Lamborghini took its first plug-in hybrid Super SUV to Utah’s red-rock cathedral and proved that power, poise and a charging cable can happily share a glovebox.
Zion National Park is not subtle. Neither is the Urus SE. Over three days and roughly 200 miles of tarmac ribbons and dusty trails, Lamborghini’s Esperienza Avventura gathered owners to thread the PHEV Urus through pink sandstone canyons, clamber dunes, glamp in polished Airstreams and salute the sunrise with yoga. It read like a lifestyle catalogue, but there was a point. The SE is here to show range in every sense.
The Urus has always been the loudest whisper in a valet line. The SE turns the volume by refining the frequencies. The surfacing is tauter, aero is tidier, and the light signatures carry the latest Lamborghini Y-motif. It sits broad and confident on its haunches, all polygonal menace and practical purpose. Some will call it theatrical. Others will admire how the wind seems to be part of the styling brief. Either way, the SE looks like a car that would rather hunt horizons than hauls.

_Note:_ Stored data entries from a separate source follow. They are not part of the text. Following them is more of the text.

use super::Section;
use crate::{
    combinators::{le_u16, le_u24, le_u8, tuple, Err, ErrorKind, ParseError},
    Input, Result,
};

/// A relocation record.
///
/// Tells the linker to add an absolute address into the 24-bit
/// little-endian field at `offset` within `section`.
#[derive(Debug, Clone, Copy, PartialEq, Eq)]
pub struct RelocationRecord {
    /// Patch-site offset within the source section's byte stream.
    pub offset: u32,
    /// The section the patch site lives in.
    pub section: Section,
    /// Kind of patch to apply.
    pub kind: RelocationKind,
    /// What the field refers to.
    pub target: RelocationTarget,
    /// Index into the externals table, meaningful only when `target` is
    /// [`RelocationTarget::External`].
    pub external_index: u16,
}

impl RelocationRecord {
    /// Size of `Self` in the `EZ8O` format.
    pub const SIZE: usize = 8;

    /// Parse one relocation record.
    pub fn read<'a, E>(input: Input<'a>) -> Result<'a, Self, E>
    where
        E: ParseError<Input<'a>>,
    {
        let (input, (offset, section, kind, target, external_index)) = tuple((
            le_u24,
            Section::read,
            RelocationKind::read,
            RelocationTarget::read,
            le_u16,
        ))(input)?;

        Ok((input, Self { offset, section, kind, target, external_index }))
    }
}

/// Kind of a relocation.
#[derive(Debug, Clone, Copy, PartialEq, Eq)]
#[repr(u8)]
pub enum RelocationKind {
    /// Add an absolute address into a 24-bit field.
    Addr24 = 1,
}

impl RelocationKind {
    /// Parse a relocation-kind byte.
    pub fn read<'a, E>(input: Input<'a>) -> Result<'a, Self, E>
    where
        E: ParseError<Input<'a>>,
    {
        let (rest, byte) = le_u8(input)?;

        match byte {
            1 => Ok((rest, Self::Addr24)),
            _ => Err(Err::Error(E::from_error_kind(input, ErrorKind::Alt))),
        }
    }
}

/// What a relocated field refers to.
#[derive(Debug, Clone, Copy, PartialEq, Eq)]
#[repr(u8)]
pub enum RelocationTarget {
    /// An external symbol, named via the externals table.
    External = 0,
    /// The code section of the defining object.
    Code = 1,
    /// The data section of the defining object.
    Data = 2,
    /// The BSS section of the defining object.
    Bss = 3,
}

impl RelocationTarget {
    /// Parse a relocation-target byte.
    pub fn read<'a, E>(input: Input<'a>) -> Result<'a, Self, E>
    where
        E: ParseError<Input<'a>>,
    {
        let (rest, byte) = le_u8(input)?;

        Ok((
            rest,
            match byte {
                0 => Self::External,
                1 => Self::Code,
                2 => Self::Data,
                3 => Self::Bss,
                _ => return Err(Err::Error(E::from_error_kind(input, ErrorKind::Alt))),
            },
        ))
    }

    /// The section this target names, if it is not external.
    pub fn section(self) -> Option<Section> {
        match self {
            Self::External => None,
            Self::Code => Some(Section::Code),
            Self::Data => Some(Section::Data),
            Self::Bss => Some(Section::Bss),
        }
    }
}

#[cfg(test)]
mod tests {
    use super::*;

    #[test]
    fn test_read() {
        let bytes: &[u8] = &[
            0x08, 0x00, 0x00, // offset
            0x01, // section: code
            0x01, // kind: addr24
            0x00, // target: external
            0x02, 0x00, // external index
        ];

        let (rest, relocation) = RelocationRecord::read::<()>(bytes).unwrap();

        assert!(rest.is_empty());
        assert_eq!(relocation.offset, 8);
        assert_eq!(relocation.section, Section::Code);
        assert_eq!(relocation.kind, RelocationKind::Addr24);
        assert_eq!(relocation.target, RelocationTarget::External);
        assert_eq!(relocation.external_index, 2);
    }

    #[test]
    fn test_rejects_unknown_kind() {
        let bytes: &[u8] = &[0x00, 0x00, 0x00, 0x01, 0x07, 0x00, 0x00, 0x00];

        assert!(RelocationRecord::read::<()>(bytes).is_err());
    }
}
//! `braze-linker` combines `EZ8O` relocatable objects and library
//! archives into a flat binary image with a fixed base address.
//!
//! Linking runs in four phases: load the named objects, pull library
//! members in until the undefined-externals set stops moving, lay the
//! sections out (all code, then all data, then all BSS), and stream each
//! object once to patch its 24-bit relocations into the image.

#![deny(unused)]
#![deny(warnings)]
#![deny(missing_docs)]
#![deny(clippy::all)]
#![deny(rustdoc::broken_intra_doc_links)]
#![deny(rustdoc::private_intra_doc_links)]
#![deny(rustdoc::missing_crate_level_docs)]
#![deny(rustdoc::invalid_codeblock_attributes)]
#![deny(rustdoc::invalid_rust_codeblocks)]

mod configuration;
mod linker;
mod loader;
mod map;
mod relocate;
mod symbols;

pub use configuration::Configuration;
pub use linker::{Error, Linker};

Numbers matter, but not too much here. The headline is simple. The SE pairs a twin-turbo V8 with an electric motor for a combined 800 CV, and it delivers more torque than any Urus before. The result on the road is instant shove, the kind that shortens straights and clears overtakes with a firm exhale. The electric motor fills the gaps in the torque curve, so the car feels eager at low speed and unflustered at high speed. Adaptive air suspension, all-wheel drive and smart electronics keep a very big, very fast SUV tidy on mountain switchbacks. Weight from the battery is real, but it sits low and is masked by composure and grip.
Off pavement, the SE is better than it needs to be. On the right tires and in the right modes, it shrugged off rutted tracks and sand with the same insistent, slightly mischievous confidence as its styling. Purists will miss the constant V8 thrum when the car slips into electric creep. They might also raise an eyebrow at any synthesized enhancement in the cabin. The upside is a new texture to the driving experience. Leave a campsite in silence. Hit the highway with a bassy growl. Both feel on brand in 2025.
The Super SUV world is now a crowded skyline. Ferrari’s Purosangue plays the grand tourer card, Aston’s DBX707 the driver’s edge, Bentley brings lounge luxury, and Porsche continues to be the rational choice. The Urus SE stakes its ground on character and breadth. Lamborghini invented the modern Super SUV groove with the Urus. The SE keeps it relevant, adding electrification not as apology but as advantage. It answers city-center rules and conscience checks, without dulling the show.
The Urus SE is the rare thing it promises to be. A statement piece that can slide into quiet mode. A canyon-carver that can do sand and school runs. It will not convert minimalists, and it is still more sculpture than subtlety. Yet as a cultural artifact for the era of curated adventures and selective silence, it hits the mark. The SE feels like a Lamborghini that understands both the road ahead and the roads that still matter.